- Problem statement
Search the records for the string "always" and copy every line where it turns up.

- Material provided
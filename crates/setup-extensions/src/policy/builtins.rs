//! Built-in extension policy - SINGLE SOURCE OF TRUTH
//!
//! Every per-extension special case the resolver knows about is a row in
//! one of the two tables below. Rows are checked in order; the first match
//! wins, so narrower ranges must come before broader ones for the same
//! extension and platform.

use setup_meta::{Platform, VersionRange};

use super::{Alias, AliasTarget, ExtensionStrategy, PolicyEntry};

/// Number of built-in policy rows.
pub const BUILTIN_POLICY_COUNT: usize = 17;

/// Number of built-in aliases.
pub const BUILTIN_ALIAS_COUNT: usize = 4;

/// Returns all built-in policy rows.
pub fn builtin_policies() -> Vec<PolicyEntry> {
    use ExtensionStrategy::{Brew, XdebugRelease};
    use Platform::{Darwin, Linux, Win32};

    let mut entries = vec![
        // Coverage drivers
        PolicyEntry::new("xdebug", Darwin, VersionRange::at_least(5, 6), Brew),
        PolicyEntry::new("xdebug", Darwin, VersionRange::below(5, 6), XdebugRelease),
        PolicyEntry::new("xdebug", Linux, VersionRange::any(), XdebugRelease),
        PolicyEntry::new("pcov", Darwin, VersionRange::at_least(7, 1), Brew),
        PolicyEntry::new(
            "pcov",
            Win32,
            VersionRange::below(7, 1),
            ExtensionStrategy::unsupported("PHP 7.1 or newer is required."),
        ),
    ];

    // Formulae in the shivammathur/extensions tap
    for formula in ["grpc", "protobuf", "swoole"] {
        entries.push(PolicyEntry::new(
            formula,
            Darwin,
            VersionRange::between((5, 6), (7, 5)),
            Brew,
        ));
    }

    entries.extend([
        PolicyEntry::new(
            "redis",
            Darwin,
            VersionRange::below(7, 0),
            ExtensionStrategy::pinned("2.2.8"),
        ),
        PolicyEntry::new(
            "imagick",
            Darwin,
            VersionRange::any(),
            ExtensionStrategy::with_libraries("pkg-config imagemagick"),
        ),
        PolicyEntry::new(
            "gearman",
            Linux,
            VersionRange::between((5, 6), (7, 5)),
            ExtensionStrategy::script("gearman.sh", false),
        ),
    ]);

    // Phalcon builds from source against the runtime's headers
    let phalcon = [
        ("phalcon3", VersionRange::between((7, 0), (7, 4))),
        ("phalcon4", VersionRange::between((7, 2), (7, 5))),
    ];
    for (name, versions) in phalcon {
        entries.extend([
            PolicyEntry::new(name, Linux, versions, ExtensionStrategy::script("phalcon.sh", true)),
            PolicyEntry::new(
                name,
                Darwin,
                versions,
                ExtensionStrategy::script("phalcon_darwin.sh", true),
            ),
            PolicyEntry::new(name, Win32, versions, ExtensionStrategy::script("phalcon.ps1", true)),
        ]);
    }

    entries
}

/// Returns all built-in aliases.
pub fn builtin_aliases() -> Vec<Alias> {
    // The legacy mysql binding was removed in PHP 7.0; its DLLs ship
    // alongside mysqli and mysqlnd before that.
    let mysql_family = || {
        vec![
            AliasTarget::new("mysql", VersionRange::below(7, 0)),
            AliasTarget::always("mysqli"),
            AliasTarget::always("mysqlnd"),
        ]
    };

    vec![
        Alias::new("sqlite", None, vec![AliasTarget::always("sqlite3")]),
        Alias::new("mysql", Some(Platform::Win32), mysql_family()),
        Alias::new("mysqli", Some(Platform::Win32), mysql_family()),
        Alias::new("mysqlnd", Some(Platform::Win32), mysql_family()),
    ]
}
//! Error types for setup-meta

use std::path::PathBuf;

pub type Result<T> = std::result::Result<T, Error>;

#[derive(Debug, thiserror::Error)]
pub enum Error {
    #[error("Platform {platform} is not supported")]
    UnsupportedPlatform { platform: String },

    #[error("invalid runtime version '{version}': {reason}")]
    InvalidVersion { version: String, reason: String },

    #[error("invalid version constraint '{constraint}': {reason}")]
    VersionConstraintParse { constraint: String, reason: String },

    #[error("Configuration not found at {path}")]
    ConfigNotFound { path: PathBuf },

    #[error("Invalid configuration at {path}: {message}")]
    InvalidConfig { path: PathBuf, message: String },

    #[error("Config file too large: {path} is {size} bytes (max {max})")]
    ConfigTooLarge { path: PathBuf, size: u64, max: u64 },

    #[error("I/O error: {0}")]
    Io(#[from] std::io::Error),
}
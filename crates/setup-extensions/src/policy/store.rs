//! Policy registry storage

use setup_meta::{ExtensionOverride, Platform, RuntimeVersion};

use super::{Alias, ExtensionStrategy, PolicyEntry, VersionGate};

/// Lookup over policy rows and aliases.
///
/// Config overrides are kept apart from the builtin rows and always
/// consulted first.
#[derive(Debug, Clone, Default)]
pub struct PolicyRegistry {
    overrides: Vec<PolicyEntry>,
    entries: Vec<PolicyEntry>,
    aliases: Vec<Alias>,
}

impl PolicyRegistry {
    /// Create a new empty registry.
    pub fn new() -> Self {
        Self::default()
    }

    /// Create a registry pre-populated with the builtin tables.
    pub fn with_builtins() -> Self {
        let mut registry = Self::new();
        for entry in super::builtins::builtin_policies() {
            registry.register(entry);
        }
        for alias in super::builtins::builtin_aliases() {
            registry.register_alias(alias);
        }
        registry
    }

    /// Append a policy row. Earlier rows win.
    pub fn register(&mut self, entry: PolicyEntry) {
        self.entries.push(entry);
    }

    pub fn register_alias(&mut self, alias: Alias) {
        self.aliases.push(alias);
    }

    /// Add a `[[extension]]` override from `setup.toml`.
    pub fn register_override(&mut self, ext: &ExtensionOverride) -> setup_meta::Result<()> {
        let versions = match ext.constraint()? {
            Some(constraint) => VersionGate::Constraint(constraint),
            None => VersionGate::Range(setup_meta::VersionRange::any()),
        };
        self.overrides.push(PolicyEntry {
            extension: ext.name.trim().to_lowercase(),
            platform: ext.platform,
            versions,
            strategy: ExtensionStrategy::Custom {
                command: ext.command.clone(),
            },
        });
        Ok(())
    }

    /// Strategy for a canonical package, if any row matches.
    pub fn lookup(
        &self,
        extension: &str,
        platform: Platform,
        version: &RuntimeVersion,
    ) -> Option<&ExtensionStrategy> {
        self.overrides
            .iter()
            .chain(&self.entries)
            .find(|e| e.matches(extension, platform, version))
            .map(|e| &e.strategy)
    }

    /// Strategy from a config override alone.
    ///
    /// Checked against the name as requested, so an override can replace
    /// an alias such as `sqlite` as a whole.
    pub fn lookup_override(
        &self,
        extension: &str,
        platform: Platform,
        version: &RuntimeVersion,
    ) -> Option<&ExtensionStrategy> {
        self.overrides
            .iter()
            .find(|e| e.matches(extension, platform, version))
            .map(|e| &e.strategy)
    }

    /// Rewrite a requested name into the canonical packages to install.
    ///
    /// Names without an alias map to themselves.
    pub fn expand(&self, name: &str, platform: Platform, version: &RuntimeVersion) -> Vec<String> {
        match self.aliases.iter().find(|a| a.applies(name, platform)) {
            Some(alias) => alias.expand(version),
            None => vec![name.to_string()],
        }
    }

    /// Number of policy rows, overrides included.
    pub fn len(&self) -> usize {
        self.overrides.len() + self.entries.len()
    }

    pub fn is_empty(&self) -> bool {
        self.len() == 0 && self.aliases.is_empty()
    }

    pub fn override_count(&self) -> usize {
        self.overrides.len()
    }

    /// Names with a dedicated policy or alias on `platform` (sorted).
    pub fn for_platform(&self, platform: Platform) -> Vec<&str> {
        let mut names: Vec<&str> = self
            .overrides
            .iter()
            .chain(&self.entries)
            .filter(|e| e.platform.is_none_or(|p| p == platform))
            .map(|e| e.extension.as_str())
            .chain(
                self.aliases
                    .iter()
                    .filter(|a| a.platform.is_none_or(|p| p == platform))
                    .map(|a| a.name.as_str()),
            )
            .collect();
        names.sort_unstable();
        names.dedup();
        names
    }
}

- Written response
            AliasTarget::always("mysqli"),
            AliasTarget::always("mysqlnd"),
        Alias::new("sqlite", None, vec![AliasTarget::always("sqlite3")]),
/// Config overrides are kept apart from the builtin rows and always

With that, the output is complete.